Back in April, when I published my analysis of the available data on so-called “super-spreader events,” I reported that all of the numbers pointed to the main threat being ballistic large-droplet transmission through face-to-face contact, not fine aerosols or contaminated surfaces. The main risk was “parties, funerals, religious meet-ups and business networking sessions, all [of which] seem to have involved the same type of behaviour: extended, close-range, face-to-face conversation — typically in crowded, socially animated spaces.” I’m proud to say that this analysis has held up. And there remains very little evidence that normal forms of school attendance, shopping, appropriately regulated mass transit, or socially distanced forms of professional collaboration systematically spread this disease.
But there is abundant evidence that parties, bars, and musical events are extremely dangerous, since they all invite close forms of socially animated contact — often lubricated by liquor. (As I reported in April, singing is the probably the single most dangerous social activity you can do. Quebec recently banned Karaoke after a superspreader event at a Quebec City club infected more than 80 people. That place should never have been allowed to remain open in the first place.)

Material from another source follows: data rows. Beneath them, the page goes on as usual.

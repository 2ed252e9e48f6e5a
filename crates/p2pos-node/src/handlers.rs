//! Inbound protocol handlers for the iroh router.
//!
//! One handler per ALPN. Every accepted connection goes through
//! [`Admission`] first: when the runtime has left `unconfigured` and the
//! remote is not a current member, the connection is closed on the spot.
//! Business protocols (heartbeat, status, peer exchange) are additionally
//! refused while `unconfigured`; membership fetch/push stay open so a
//! push can configure us.

use std::sync::Arc;

use iroh::endpoint::Connection;
use iroh::protocol::{AcceptError, ProtocolHandler};
use p2pos_cluster::RuntimeStateMachine;
use p2pos_net::message;
use p2pos_net::{ConnectionRegistry, track_connection};
use p2pos_types::PeerId;
use tracing::{debug, warn};

use crate::heartbeat::HeartbeatService;
use crate::membership::MembershipService;
use crate::peer_exchange::PeerExchangeService;
use crate::status::StatusService;

/// Upper bound for an inbound JSON payload.
const MAX_REQUEST_SIZE: usize = 1024 * 1024;

/// Connection-level admission shared by all handlers.
#[derive(Clone)]
pub struct Admission {
    runtime: Arc<RuntimeStateMachine>,
    registry: ConnectionRegistry,
}

impl Admission {
    /// Build the gate.
    pub fn new(runtime: Arc<RuntimeStateMachine>, registry: ConnectionRegistry) -> Self {
        Self { runtime, registry }
    }

    /// Admit or close an accepted connection.
    ///
    /// On admission the connection is tracked in the registry (emitting
    /// the connect event) and the remote peer id is returned.
    fn admit(&self, conn: &Connection, business: bool) -> Option<PeerId> {
        let Ok(remote_node_id) = conn.remote_node_id() else {
            return None;
        };
        let peer = PeerId::from(*remote_node_id.as_bytes());
        if !self.runtime.allow_peer(&peer) {
            warn!(
                peer = %peer.fmt_short(),
                state = %self.runtime.state(),
                "rejecting connection from non-member"
            );
            conn.close(0u32.into(), b"not a cluster member");
            return None;
        }
        if business && !self.runtime.can_use_business_protocols() {
            debug!(peer = %peer.fmt_short(), "refusing business protocol while unconfigured");
            conn.close(0u32.into(), b"node is unconfigured");
            return None;
        }
        track_connection(&self.registry, peer, String::new(), conn);
        Some(peer)
    }

    fn last_addr(&self, peer: &PeerId) -> String {
        self.registry.last_addr(peer)
    }
}

impl std::fmt::Debug for Admission {
    fn fmt(&self, f: &mut std::fmt::Formatter<'_>) -> std::fmt::Result {
        f.debug_struct("Admission").finish_non_exhaustive()
    }
}

// ---------------------------------------------------------------------------
// Membership fetch
// ---------------------------------------------------------------------------

/// Serves `/p2pos/membership/1.0.0`.
#[derive(Debug)]
pub struct MembershipFetchHandler {
    /// The membership service answering fetches.
    pub service: Arc<MembershipService>,
    /// The shared admission gate.
    pub admission: Admission,
}

impl ProtocolHandler for MembershipFetchHandler {
    async fn accept(&self, conn: Connection) -> Result<(), AcceptError> {
        let Some(_peer) = self.admission.admit(&conn, false) else {
            return Ok(());
        };
        let service = self.service.clone();
        tokio::spawn(async move {
            while let Ok((mut send, mut recv)) = conn.accept_bi().await {
                // Fetch carries no request body; drain to EOF regardless.
                let _ = recv.read_to_end(MAX_REQUEST_SIZE).await;
                let resp = message::encode(&service.handle_fetch());
                if send.write_all(&resp).await.is_err() {
                    break;
                }
                let _ = send.finish();
            }
        });
        Ok(())
    }
}

// ---------------------------------------------------------------------------
// Membership push
// ---------------------------------------------------------------------------

/// Serves `/p2pos/membership-push/1.0.0`.
#[derive(Debug)]
pub struct MembershipPushHandler {
    /// The membership service applying pushes.
    pub service: Arc<MembershipService>,
    /// The shared admission gate.
    pub admission: Admission,
}

impl ProtocolHandler for MembershipPushHandler {
    async fn accept(&self, conn: Connection) -> Result<(), AcceptError> {
        let Some(peer) = self.admission.admit(&conn, false) else {
            return Ok(());
        };
        let service = self.service.clone();
        tokio::spawn(async move {
            while let Ok((mut send, mut recv)) = conn.accept_bi().await {
                let Ok(body) = recv.read_to_end(MAX_REQUEST_SIZE).await else {
                    break;
                };
                let (resp, fanout) = service.handle_push(peer, &body);
                if send.write_all(&message::encode(&resp)).await.is_err() {
                    break;
                }
                let _ = send.finish();
                // Response first, then the one-hop fanout.
                if let Some(snapshot) = fanout {
                    service.fanout(peer, &snapshot).await;
                }
            }
        });
        Ok(())
    }
}

// ---------------------------------------------------------------------------
// Heartbeat
// ---------------------------------------------------------------------------

/// Serves `/p2pos/heartbeat/1.0.0` (uni-directional).
#[derive(Debug)]
pub struct HeartbeatHandler {
    /// The heartbeat service validating beacons.
    pub service: Arc<HeartbeatService>,
    /// The shared admission gate.
    pub admission: Admission,
}

impl ProtocolHandler for HeartbeatHandler {
    async fn accept(&self, conn: Connection) -> Result<(), AcceptError> {
        let Some(peer) = self.admission.admit(&conn, true) else {
            return Ok(());
        };
        let service = self.service.clone();
        let remote_addr = self.admission.last_addr(&peer);
        tokio::spawn(async move {
            while let Ok(mut recv) = conn.accept_uni().await {
                let Ok(body) = recv.read_to_end(MAX_REQUEST_SIZE).await else {
                    break;
                };
                service.handle(remote_addr.clone(), &body);
            }
        });
        Ok(())
    }
}

// ---------------------------------------------------------------------------
// Status
// ---------------------------------------------------------------------------

/// Serves `/p2pos/status/1.0.0`.
///
/// Admitted even while `unconfigured`: the response then carries
/// `error = "node is unconfigured"` instead of rows.
#[derive(Debug)]
pub struct StatusHandler {
    /// The status service answering queries.
    pub service: Arc<StatusService>,
    /// The shared admission gate.
    pub admission: Admission,
}

impl ProtocolHandler for StatusHandler {
    async fn accept(&self, conn: Connection) -> Result<(), AcceptError> {
        let Some(_peer) = self.admission.admit(&conn, false) else {
            return Ok(());
        };
        let service = self.service.clone();
        tokio::spawn(async move {
            while let Ok((mut send, mut recv)) = conn.accept_bi().await {
                let Ok(body) = recv.read_to_end(MAX_REQUEST_SIZE).await else {
                    break;
                };
                let resp = service.handle(&body).await;
                if send.write_all(&message::encode(&resp)).await.is_err() {
                    break;
                }
                let _ = send.finish();
            }
        });
        Ok(())
    }
}

// ---------------------------------------------------------------------------
// Peer exchange
// ---------------------------------------------------------------------------

/// Serves `/p2pos/peer-exchange/1.0.0`.
#[derive(Debug)]
pub struct PeerExchangeHandler {
    /// The peer-exchange service answering queries.
    pub service: Arc<PeerExchangeService>,
    /// The shared admission gate.
    pub admission: Admission,
}

impl ProtocolHandler for PeerExchangeHandler {
    async fn accept(&self, conn: Connection) -> Result<(), AcceptError> {
        let Some(_peer) = self.admission.admit(&conn, true) else {
            return Ok(());
        };
        let service = self.service.clone();
        tokio::spawn(async move {
            while let Ok((mut send, mut recv)) = conn.accept_bi().await {
                let _ = recv.read_to_end(MAX_REQUEST_SIZE).await;
                let resp = message::encode(&service.handle());
                if send.write_all(&resp).await.is_err() {
                    break;
                }
                let _ = send.finish();
            }
        });
        Ok(())
    }
}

Back in the spring, I was primarily concerned with the physical means by which COVID-19 spread, including the complex mixed-phase fluid-flow mechanisms that governs the ballistic transmission of infected particles. But this engineering science is only half the story. The other half involves the many ways we have changed the human dynamics that govern our society — which, in their own way, comprise a giant engineering system. This is something I’ve been thinking about a lot since I got that test at Sunnybrook.
Specifically, I thought about what would have happened if my infected friend had gotten COVID-19 back in March instead of September. Without any kind of mass testing or proximity-based app technology in place, he would have gone around for days or weeks, infecting all sorts of friends, relatives and co-workers — including the elderly and those with medical comorbidities such as hypertension and diabetes, some of whom may have died. But none of that happened. As soon as he developed his first symptoms, he got tested, quarantined himself, and phoned everyone he’d been in contact with — a very short list, since even healthy people now tend to be limiting their exposure. Yes, he will show up as a new-case statistic, but the period of downstream exposure was sharply abbreviated, the damage was contained, and the age profile of his contacts skewed young and healthy. This is just one example, but it helps show why it can be misleading to analyze COVID-19 waves strictly according to 2-D line plots.
COVID-19 is a deadly disease, and the risk to public health will remain acute until an effective vaccine is created, tested, and administered on a national scale. We should all wear masks, listen to medical professionals (I’m not a doctor, by the way), and obey applicable rules. But absent some especially deadly viral mutation — or some massive U.S.-style political meltdown that destroys our collective trust in science — it’s unlikely that we’ll return to the time when hundreds of Canadians were dying from the disease every day. This is something to keep in mind amidst a journalistic environment in which pundits seem more vested in apocalyptic prophecies than applying common-sense cost-benefit analysis to save lives without shutting our schools or destroying our livelihoods.
Jonathan Kay is an editor at Quillette, and the former managing editor for opinion at the National Post.